TRY IT — From the data below, return all lines holding the string "retrying".

(RECORDS TO PROCESS Opens)

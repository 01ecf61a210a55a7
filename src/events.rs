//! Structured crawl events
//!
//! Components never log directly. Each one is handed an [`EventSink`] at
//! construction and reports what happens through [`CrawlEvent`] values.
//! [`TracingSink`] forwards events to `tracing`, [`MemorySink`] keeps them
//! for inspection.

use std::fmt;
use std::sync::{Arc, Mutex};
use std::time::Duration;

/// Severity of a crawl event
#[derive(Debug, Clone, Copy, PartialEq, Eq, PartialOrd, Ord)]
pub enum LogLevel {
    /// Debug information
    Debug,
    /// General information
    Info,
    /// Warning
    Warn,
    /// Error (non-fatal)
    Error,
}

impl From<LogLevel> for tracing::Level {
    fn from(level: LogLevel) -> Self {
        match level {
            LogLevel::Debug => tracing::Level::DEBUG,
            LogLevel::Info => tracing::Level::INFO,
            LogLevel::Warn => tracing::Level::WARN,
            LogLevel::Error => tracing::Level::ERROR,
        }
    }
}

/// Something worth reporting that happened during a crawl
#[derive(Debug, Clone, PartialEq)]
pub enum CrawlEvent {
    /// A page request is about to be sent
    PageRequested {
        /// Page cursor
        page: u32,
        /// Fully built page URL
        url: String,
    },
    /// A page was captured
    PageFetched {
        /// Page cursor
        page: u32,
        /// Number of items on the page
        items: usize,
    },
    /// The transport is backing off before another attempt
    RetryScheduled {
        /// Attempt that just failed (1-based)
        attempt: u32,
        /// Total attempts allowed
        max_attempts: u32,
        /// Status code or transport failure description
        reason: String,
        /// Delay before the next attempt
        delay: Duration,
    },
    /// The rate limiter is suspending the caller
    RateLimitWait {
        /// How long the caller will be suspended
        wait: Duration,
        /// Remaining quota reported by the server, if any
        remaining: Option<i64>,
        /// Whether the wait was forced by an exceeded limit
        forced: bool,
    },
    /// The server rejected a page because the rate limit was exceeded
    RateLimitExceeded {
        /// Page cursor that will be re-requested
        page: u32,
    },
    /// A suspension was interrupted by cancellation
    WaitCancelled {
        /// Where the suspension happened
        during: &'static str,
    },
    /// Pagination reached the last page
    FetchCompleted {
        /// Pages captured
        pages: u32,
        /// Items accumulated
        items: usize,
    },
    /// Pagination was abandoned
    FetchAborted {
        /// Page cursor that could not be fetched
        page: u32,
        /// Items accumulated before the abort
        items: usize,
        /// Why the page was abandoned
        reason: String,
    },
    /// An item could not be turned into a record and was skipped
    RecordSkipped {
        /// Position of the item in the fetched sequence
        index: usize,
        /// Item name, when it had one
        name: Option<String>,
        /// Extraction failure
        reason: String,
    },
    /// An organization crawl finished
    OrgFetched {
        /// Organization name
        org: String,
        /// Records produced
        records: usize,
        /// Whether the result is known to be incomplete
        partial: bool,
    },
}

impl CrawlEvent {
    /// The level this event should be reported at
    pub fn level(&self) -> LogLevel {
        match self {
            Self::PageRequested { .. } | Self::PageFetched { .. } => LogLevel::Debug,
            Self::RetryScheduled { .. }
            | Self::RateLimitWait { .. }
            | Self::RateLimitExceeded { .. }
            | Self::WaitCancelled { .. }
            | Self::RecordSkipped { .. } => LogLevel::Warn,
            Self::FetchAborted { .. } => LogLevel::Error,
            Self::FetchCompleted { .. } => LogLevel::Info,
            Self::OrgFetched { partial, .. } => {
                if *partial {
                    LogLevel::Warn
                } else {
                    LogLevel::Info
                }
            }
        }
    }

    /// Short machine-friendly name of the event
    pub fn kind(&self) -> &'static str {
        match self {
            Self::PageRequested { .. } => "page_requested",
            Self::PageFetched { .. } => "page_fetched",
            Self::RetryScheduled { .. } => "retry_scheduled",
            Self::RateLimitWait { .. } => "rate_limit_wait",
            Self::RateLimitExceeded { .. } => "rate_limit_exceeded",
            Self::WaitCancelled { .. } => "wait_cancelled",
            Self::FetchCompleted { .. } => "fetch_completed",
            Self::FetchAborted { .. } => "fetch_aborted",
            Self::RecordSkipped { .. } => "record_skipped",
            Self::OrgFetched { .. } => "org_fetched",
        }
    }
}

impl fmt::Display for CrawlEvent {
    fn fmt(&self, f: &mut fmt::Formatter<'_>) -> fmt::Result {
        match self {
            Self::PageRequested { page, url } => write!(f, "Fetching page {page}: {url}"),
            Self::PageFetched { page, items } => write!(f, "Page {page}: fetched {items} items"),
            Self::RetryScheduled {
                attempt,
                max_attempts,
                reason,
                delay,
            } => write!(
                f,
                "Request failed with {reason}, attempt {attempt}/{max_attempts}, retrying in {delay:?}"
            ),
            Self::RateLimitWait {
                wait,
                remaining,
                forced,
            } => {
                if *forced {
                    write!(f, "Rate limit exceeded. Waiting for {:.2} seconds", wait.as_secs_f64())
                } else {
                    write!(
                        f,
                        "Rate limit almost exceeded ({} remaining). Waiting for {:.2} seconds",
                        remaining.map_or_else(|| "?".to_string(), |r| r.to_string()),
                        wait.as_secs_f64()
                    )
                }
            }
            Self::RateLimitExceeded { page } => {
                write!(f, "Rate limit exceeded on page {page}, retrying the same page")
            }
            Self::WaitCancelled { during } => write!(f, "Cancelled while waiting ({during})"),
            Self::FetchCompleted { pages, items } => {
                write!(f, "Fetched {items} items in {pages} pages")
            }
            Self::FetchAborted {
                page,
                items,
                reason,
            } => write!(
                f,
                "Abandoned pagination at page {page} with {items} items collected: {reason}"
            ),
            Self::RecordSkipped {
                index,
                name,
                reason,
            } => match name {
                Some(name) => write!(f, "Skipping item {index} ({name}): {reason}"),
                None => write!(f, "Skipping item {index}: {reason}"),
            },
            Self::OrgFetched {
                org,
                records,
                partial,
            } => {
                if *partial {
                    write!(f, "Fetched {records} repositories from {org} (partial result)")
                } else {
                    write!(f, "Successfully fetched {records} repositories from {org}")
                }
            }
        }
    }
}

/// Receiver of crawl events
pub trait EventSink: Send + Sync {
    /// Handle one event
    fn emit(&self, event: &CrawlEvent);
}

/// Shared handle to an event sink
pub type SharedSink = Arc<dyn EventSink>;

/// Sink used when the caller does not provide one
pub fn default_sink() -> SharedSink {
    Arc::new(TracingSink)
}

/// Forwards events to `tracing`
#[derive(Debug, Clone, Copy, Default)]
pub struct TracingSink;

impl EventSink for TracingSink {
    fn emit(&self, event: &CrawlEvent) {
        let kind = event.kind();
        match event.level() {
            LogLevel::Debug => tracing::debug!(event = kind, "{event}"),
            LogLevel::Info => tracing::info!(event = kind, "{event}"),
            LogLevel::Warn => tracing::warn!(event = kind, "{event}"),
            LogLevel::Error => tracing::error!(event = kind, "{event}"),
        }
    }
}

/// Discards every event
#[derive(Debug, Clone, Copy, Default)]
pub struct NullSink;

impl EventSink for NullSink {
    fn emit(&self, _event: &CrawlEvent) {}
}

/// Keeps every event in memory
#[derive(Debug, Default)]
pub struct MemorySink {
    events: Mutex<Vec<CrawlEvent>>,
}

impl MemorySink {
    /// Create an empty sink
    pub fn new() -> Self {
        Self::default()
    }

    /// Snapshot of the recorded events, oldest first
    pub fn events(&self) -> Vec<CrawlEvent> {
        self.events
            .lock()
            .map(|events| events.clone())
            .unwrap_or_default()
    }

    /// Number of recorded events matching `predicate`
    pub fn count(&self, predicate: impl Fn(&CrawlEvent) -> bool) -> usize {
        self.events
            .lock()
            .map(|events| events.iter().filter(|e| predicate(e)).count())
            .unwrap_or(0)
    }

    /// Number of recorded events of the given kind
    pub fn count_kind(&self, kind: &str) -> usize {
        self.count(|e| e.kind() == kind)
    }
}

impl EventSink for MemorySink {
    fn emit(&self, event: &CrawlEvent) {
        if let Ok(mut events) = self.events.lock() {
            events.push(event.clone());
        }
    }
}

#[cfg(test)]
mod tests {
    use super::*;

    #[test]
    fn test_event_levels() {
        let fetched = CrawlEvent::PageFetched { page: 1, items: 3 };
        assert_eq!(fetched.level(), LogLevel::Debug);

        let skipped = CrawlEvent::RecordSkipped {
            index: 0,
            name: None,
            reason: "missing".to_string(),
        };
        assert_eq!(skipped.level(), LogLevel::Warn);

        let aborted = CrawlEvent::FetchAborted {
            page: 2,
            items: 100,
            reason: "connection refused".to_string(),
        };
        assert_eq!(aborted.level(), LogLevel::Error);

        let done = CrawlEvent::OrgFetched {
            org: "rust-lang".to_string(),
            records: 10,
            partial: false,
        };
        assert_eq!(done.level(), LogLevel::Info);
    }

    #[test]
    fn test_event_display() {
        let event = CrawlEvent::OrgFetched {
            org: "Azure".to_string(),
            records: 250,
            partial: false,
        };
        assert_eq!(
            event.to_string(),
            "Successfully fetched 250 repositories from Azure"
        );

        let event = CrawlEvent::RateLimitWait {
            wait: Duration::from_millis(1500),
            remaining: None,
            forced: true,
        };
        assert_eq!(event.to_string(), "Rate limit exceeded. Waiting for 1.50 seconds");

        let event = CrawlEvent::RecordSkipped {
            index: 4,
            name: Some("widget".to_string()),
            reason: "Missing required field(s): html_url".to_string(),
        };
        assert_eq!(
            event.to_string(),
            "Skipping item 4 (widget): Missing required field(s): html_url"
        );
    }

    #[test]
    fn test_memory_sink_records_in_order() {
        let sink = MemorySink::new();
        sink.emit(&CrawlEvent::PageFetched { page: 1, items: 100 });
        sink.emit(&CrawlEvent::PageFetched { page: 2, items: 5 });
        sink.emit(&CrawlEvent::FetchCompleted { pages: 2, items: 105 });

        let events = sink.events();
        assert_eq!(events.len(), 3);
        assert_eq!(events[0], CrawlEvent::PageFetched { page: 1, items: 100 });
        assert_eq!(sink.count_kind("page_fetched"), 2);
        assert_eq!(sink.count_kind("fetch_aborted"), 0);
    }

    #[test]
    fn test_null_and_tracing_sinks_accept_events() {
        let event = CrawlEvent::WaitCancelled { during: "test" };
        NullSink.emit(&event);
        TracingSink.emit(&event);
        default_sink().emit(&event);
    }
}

(RECORDS TO PROCESS Closes)
(RECORDS TO PROCESS Opens)

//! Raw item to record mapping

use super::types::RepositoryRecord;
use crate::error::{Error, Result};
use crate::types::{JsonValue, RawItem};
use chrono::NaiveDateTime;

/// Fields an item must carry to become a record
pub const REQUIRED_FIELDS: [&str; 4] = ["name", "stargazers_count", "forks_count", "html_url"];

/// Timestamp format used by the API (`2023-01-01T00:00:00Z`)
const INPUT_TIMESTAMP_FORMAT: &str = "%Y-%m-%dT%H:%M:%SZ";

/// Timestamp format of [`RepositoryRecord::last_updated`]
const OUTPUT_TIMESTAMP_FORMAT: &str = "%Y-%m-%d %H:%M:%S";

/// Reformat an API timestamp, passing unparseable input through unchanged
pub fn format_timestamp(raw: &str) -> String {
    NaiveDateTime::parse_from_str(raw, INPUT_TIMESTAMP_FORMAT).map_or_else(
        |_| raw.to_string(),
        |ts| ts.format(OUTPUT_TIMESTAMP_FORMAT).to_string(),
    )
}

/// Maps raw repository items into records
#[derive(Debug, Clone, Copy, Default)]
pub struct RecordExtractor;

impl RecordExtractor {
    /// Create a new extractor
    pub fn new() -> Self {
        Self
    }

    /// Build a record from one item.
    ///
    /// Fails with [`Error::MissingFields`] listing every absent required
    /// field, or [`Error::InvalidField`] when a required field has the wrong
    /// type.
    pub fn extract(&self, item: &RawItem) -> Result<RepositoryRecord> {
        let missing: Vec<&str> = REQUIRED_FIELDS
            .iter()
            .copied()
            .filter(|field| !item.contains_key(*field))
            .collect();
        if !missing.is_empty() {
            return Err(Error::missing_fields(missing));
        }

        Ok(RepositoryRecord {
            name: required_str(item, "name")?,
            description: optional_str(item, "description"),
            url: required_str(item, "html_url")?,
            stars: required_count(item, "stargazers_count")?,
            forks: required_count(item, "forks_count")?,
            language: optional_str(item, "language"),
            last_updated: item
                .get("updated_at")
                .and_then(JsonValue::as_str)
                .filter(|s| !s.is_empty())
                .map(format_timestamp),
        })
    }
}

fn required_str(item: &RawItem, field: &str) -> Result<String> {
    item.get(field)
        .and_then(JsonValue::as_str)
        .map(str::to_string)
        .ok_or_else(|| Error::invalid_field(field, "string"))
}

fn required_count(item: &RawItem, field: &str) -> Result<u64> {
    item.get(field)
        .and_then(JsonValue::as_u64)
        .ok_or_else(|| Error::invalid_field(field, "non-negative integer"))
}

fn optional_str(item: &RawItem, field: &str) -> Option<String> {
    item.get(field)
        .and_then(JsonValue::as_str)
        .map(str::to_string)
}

(RECORDS TO PROCESS Closes)

WRITTEN RESPONSE —
                "Request failed with {reason}, attempt {attempt}/{max_attempts}, retrying in {delay:?}"
                write!(f, "Rate limit exceeded on page {page}, retrying the same page")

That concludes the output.